If You Didn’t Write It, It’s Plagiarism
With the academic year fast approaching, it’s nice to be able to reference the New York Times when discussing the bane of my existence. But, of course, the article presents a much more complicated picture of plagiarism than I think is warranted.
After providing several examples of blatant plagiarism, the author suggests the following:
Digital technology makes copying and pasting easy, of course. But that is the least of it. The Internet may also be redefining how students — who came of age with music file-sharing, Wikipedia and Web-linking — understand the concept of authorship and the singularity of any text or image.
In short, a lot of students are plagiarizing … but they might not be able to help themselves since they grew up around technology that makes it difficult to comprehend when something should count as stealing and when it shouldn’t.
I probably write this once a week, but it bears repeating: it’s not the technology. It’s clear that the author, Trip Gabriel, doesn’t really have anything to back up this assertion. There are some quotes, all of which are also speculative, and there’s some survey data, which tells us that students still think copying from online sources is cheating (but that fewer think it’s “serious cheating”).
When you copy material from any source without attribution — regardless of the ease with which you can do so — you are plagiarizing. Technology might make it easier to plagiarize today, but it’s a mistake to suggest that students are developing a more fluid understanding of ownership.
Some students might not come to college knowing how to make an effective argument that integrates quotations from other authors and some might not know the appropriate citation methods that college professors require, but in nine years of identifying plagiarism at the college level, I have never had a student argue that he or she thought it was acceptable to simply cut and paste other people’s words and ideas from websites into his or her essay. Not once.

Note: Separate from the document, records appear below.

//! Observability infrastructure for the guardian engine
//!
//! Provides:
//! - Prometheus metrics (signals, deliveries, suppression, tick latency, channel readiness)
//! - Structured JSON logging with tracing

use prometheus::{
    register_histogram_vec, register_int_counter, register_int_counter_vec, register_int_gauge,
    register_int_gauge_vec, HistogramVec, IntCounter, IntCounterVec, IntGauge, IntGaugeVec,
};
use std::sync::OnceLock;
use tracing::{info, warn};

use crate::alerting::{AlertKey, AlertType, Severity};
use crate::models::JobRef;

/// Histogram buckets for tick latency (in seconds)
const TICK_BUCKETS: &[f64] = &[0.001, 0.005, 0.01, 0.025, 0.05, 0.1, 0.25, 0.5, 1.0, 2.5, 5.0, 10.0];

/// Global metrics instance (registered once)
static GLOBAL_METRICS: OnceLock<GuardianMetricsInner> = OnceLock::new();

struct GuardianMetricsInner {
    signals_received: IntCounterVec,
    notifications_sent: IntCounterVec,
    notifications_failed: IntCounterVec,
    notifications_rate_limited: IntCounterVec,
    alerts_suppressed: IntCounterVec,
    active_alerts: IntGauge,
    channel_ready: IntGaugeVec,
    tick_duration_seconds: HistogramVec,
    store_errors: IntCounter,
    invalid_schedules: IntCounter,
    invalid_patterns: IntCounter,
}

impl GuardianMetricsInner {
    fn new() -> Self {
        Self {
            signals_received: register_int_counter_vec!(
                "cronjob_guardian_signals_received_total",
                "Alert signals received by the dispatcher",
                &["alert_type"]
            )
            .expect("Failed to register signals_received"),

            notifications_sent: register_int_counter_vec!(
                "cronjob_guardian_notifications_sent_total",
                "Notifications delivered successfully",
                &["channel"]
            )
            .expect("Failed to register notifications_sent"),

            notifications_failed: register_int_counter_vec!(
                "cronjob_guardian_notifications_failed_total",
                "Notifications that failed after all retries",
                &["channel"]
            )
            .expect("Failed to register notifications_failed"),

            notifications_rate_limited: register_int_counter_vec!(
                "cronjob_guardian_notifications_rate_limited_total",
                "Notifications dropped by the channel token bucket",
                &["channel"]
            )
            .expect("Failed to register notifications_rate_limited"),

            alerts_suppressed: register_int_counter_vec!(
                "cronjob_guardian_alerts_suppressed_total",
                "Signals held back by a maintenance window",
                &["alert_type"]
            )
            .expect("Failed to register alerts_suppressed"),

            active_alerts: register_int_gauge!(
                "cronjob_guardian_active_alerts",
                "Alerts currently tracked by the dispatcher"
            )
            .expect("Failed to register active_alerts"),

            channel_ready: register_int_gauge_vec!(
                "cronjob_guardian_channel_ready",
                "1 when the channel accepts deliveries",
                &["channel"]
            )
            .expect("Failed to register channel_ready"),

            tick_duration_seconds: register_histogram_vec!(
                "cronjob_guardian_tick_duration_seconds",
                "Time spent in a monitor tick",
                &["monitor"],
                TICK_BUCKETS.to_vec()
            )
            .expect("Failed to register tick_duration_seconds"),

            store_errors: register_int_counter!(
                "cronjob_guardian_store_errors_total",
                "Failed execution/alert store operations"
            )
            .expect("Failed to register store_errors"),

            invalid_schedules: register_int_counter!(
                "cronjob_guardian_invalid_schedules_total",
                "Schedules that could not be parsed"
            )
            .expect("Failed to register invalid_schedules"),

            invalid_patterns: register_int_counter!(
                "cronjob_guardian_invalid_patterns_total",
                "Suggested-fix patterns skipped because they failed to compile"
            )
            .expect("Failed to register invalid_patterns"),
        }
    }
}

/// Handle to the global guardian metrics; clones share the same metrics
#[derive(Clone)]
pub struct GuardianMetrics {
    _private: (),
}

impl Default for GuardianMetrics {
    fn default() -> Self {
        Self::new()
    }
}

impl GuardianMetrics {
    pub fn new() -> Self {
        GLOBAL_METRICS.get_or_init(GuardianMetricsInner::new);
        Self { _private: () }
    }

    fn inner(&self) -> &GuardianMetricsInner {
        GLOBAL_METRICS.get_or_init(GuardianMetricsInner::new)
    }

    pub fn inc_signals(&self, alert_type: AlertType) {
        self.inner()
            .signals_received
            .with_label_values(&[alert_type.as_str()])
            .inc();
    }

    pub fn inc_sent(&self, channel: &str) {
        self.inner().notifications_sent.with_label_values(&[channel]).inc();
    }

    pub fn inc_failed(&self, channel: &str) {
        self.inner().notifications_failed.with_label_values(&[channel]).inc();
    }

    pub fn inc_rate_limited(&self, channel: &str) {
        self.inner()
            .notifications_rate_limited
            .with_label_values(&[channel])
            .inc();
    }

    pub fn inc_suppressed(&self, alert_type: AlertType) {
        self.inner()
            .alerts_suppressed
            .with_label_values(&[alert_type.as_str()])
            .inc();
    }

    pub fn set_active_alerts(&self, count: usize) {
        self.inner().active_alerts.set(count as i64);
    }

    pub fn set_channel_ready(&self, channel: &str, ready: bool) {
        self.inner()
            .channel_ready
            .with_label_values(&[channel])
            .set(i64::from(ready));
    }

    pub fn observe_tick(&self, monitor: &str, duration_secs: f64) {
        self.inner()
            .tick_duration_seconds
            .with_label_values(&[monitor])
            .observe(duration_secs);
    }

    pub fn inc_store_errors(&self) {
        self.inner().store_errors.inc();
    }

    pub fn inc_invalid_schedules(&self) {
        self.inner().invalid_schedules.inc();
    }

    pub fn inc_invalid_patterns(&self, count: usize) {
        self.inner().invalid_patterns.inc_by(count as u64);
    }
}

/// Structured logger for alert lifecycle events
#[derive(Clone)]
pub struct StructuredLogger {
    identity: String,
}

impl StructuredLogger {
    pub fn new(identity: impl Into<String>) -> Self {
        Self {
            identity: identity.into(),
        }
    }

    pub fn log_alert_pending(&self, key: &AlertKey, severity: Severity, delay_secs: u64) {
        info!(
            event = "alert_pending",
            instance = %self.identity,
            job = %key.job,
            alert_type = %key.alert_type,
            severity = %severity,
            delay_secs = delay_secs,
            "Alert pending"
        );
    }

    pub fn log_alert_firing(&self, key: &AlertKey, severity: Severity, channels: usize) {
        warn!(
            event = "alert_firing",
            instance = %self.identity,
            job = %key.job,
            alert_type = %key.alert_type,
            severity = %severity,
            channels = channels,
            "Alert firing"
        );
    }

    pub fn log_alert_suppressed(&self, key: &AlertKey, window: &str) {
        info!(
            event = "alert_suppressed",
            instance = %self.identity,
            job = %key.job,
            alert_type = %key.alert_type,
            window = %window,
            "Alert suppressed by maintenance window"
        );
    }

    pub fn log_alert_resolved(&self, key: &AlertKey, was_firing: bool) {
        info!(
            event = "alert_resolved",
            instance = %self.identity,
            job = %key.job,
            alert_type = %key.alert_type,
            was_firing = was_firing,
            "Alert resolved"
        );
    }

    pub fn log_delivery(
        &self,
        channel: &str,
        key: &AlertKey,
        success: bool,
        attempts: u32,
        error: Option<&str>,
    ) {
        if success {
            info!(
                event = "notification_delivered",
                instance = %self.identity,
                channel = %channel,
                alert = %key,
                attempts = attempts,
                "Notification delivered"
            );
        } else {
            warn!(
                event = "notification_failed",
                instance = %self.identity,
                channel = %channel,
                alert = %key,
                attempts = attempts,
                error = error.unwrap_or("unknown"),
                "Notification delivery failed"
            );
        }
    }

    pub fn log_channel_readiness(&self, channel: &str, ready: bool, consecutive_failures: u32) {
        if ready {
            info!(
                event = "channel_recovered",
                instance = %self.identity,
                channel = %channel,
                "Channel ready again"
            );
        } else {
            warn!(
                event = "channel_not_ready",
                instance = %self.identity,
                channel = %channel,
                consecutive_failures = consecutive_failures,
                "Channel marked not ready"
            );
        }
    }

    pub fn log_skipped_job(&self, job: &JobRef, reason: &str) {
        warn!(
            event = "job_skipped",
            instance = %self.identity,
            job = %job,
            reason = %reason,
            "Skipping job evaluation"
        );
    }

    pub fn log_leadership(&self, leader: bool, restored_alerts: usize, rederived_failures: usize) {
        info!(
            event = "leadership_changed",
            instance = %self.identity,
            leader = leader,
            restored_alerts = restored_alerts,
            rederived_failures = rederived_failures,
            "Leadership changed"
        );
    }

    pub fn log_startup(&self, version: &str, monitors: usize, channels: usize) {
        info!(
            event = "guardian_started",
            instance = %self.identity,
            version = %version,
            monitors = monitors,
            channels = channels,
            "CronJob guardian started"
        );
    }

    pub fn log_shutdown(&self, reason: &str) {
        info!(
            event = "guardian_shutdown",
            instance = %self.identity,
            reason = %reason,
            "CronJob guardian shutting down"
        );
    }
}

#[cfg(test)]
mod tests {
    use super::*;

    #[test]
    fn test_metrics_handles_share_registry() {
        let metrics = GuardianMetrics::new();
        metrics.inc_signals(AlertType::JobFailed);
        metrics.inc_sent("ops");
        metrics.inc_rate_limited("ops");
        metrics.set_channel_ready("ops", false);
        metrics.observe_tick("dead_man_switch", 0.01);

        let other = GuardianMetrics::new();
        other.inc_signals(AlertType::JobFailed);

        let families = prometheus::gather();
        assert!(families
            .iter()
            .any(|f| f.get_name() == "cronjob_guardian_signals_received_total"));
    }

    #[test]
    fn test_structured_logger_creation() {
        let logger = StructuredLogger::new("guardian-0");
        assert_eq!(logger.identity, "guardian-0");
    }
}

Eventually, Gabriel presents this side of the story as well. Except this other side is based on facts, rather than the author’s sense of what might be happening with today’s youth.
At the University of California, Davis, of the 196 plagiarism cases referred to the disciplinary office last year, a majority did not involve students ignorant of the need to credit the writing of others.
Many times, said Donald J. Dudley, who oversees the discipline office on the campus of 32,000, it was students who intentionally copied — knowing it was wrong — who were “unwilling to engage the writing process.”
This is quite different from the work of Susan Blum, an anthropologist at Notre Dame, who says that “Our notion of authorship and originality was born, it flourished, and it may be waning.” This is based on ethnographic research with 234 undergraduates and it leads her to conclude “that undergraduates are less interested in cultivating a unique and authentic identity — as their 1960s counterparts were — than in trying on many different personas, which the Web enables with social networking.”
That’s all well and good, except that the norm at social networking websites like Facebook, Twitter, and Tumblr is to provide proper attribution for material that you post. Often, things that I write get “picked up” by others and, pretty much every time, it’s made abundantly clear that the writing is mine … even when someone reblogs an entire post of mine on their own blog. People who regularly use these social networking sites, in other words, are amplifying what I’ve said by sharing it with others who might not have seen it when I said it. Whether these people are agreeing or disagreeing with me, if they quote what I’ve said, they provide proper attribution so that anyone who reads what they’re saying can track back to my post or tweet.
So, now, here’s a little experiment of my own:
This post — or a link to it — could be seen by about 2000 people, if they’re paying attention when it’s posted (and with some overlap, since some Facebook friends are also Twitter or Tumblr followers). If you’ve read this far, then, consider resposting the link on Facebook, retweeting the link on Twitter, or reblogging some part of this post on Tumblr. This would be a pretty decent demonstration of the fact that the internet isn’t making people plagiarize and that, really, it’s just as easy to use technology to properly attribute source material.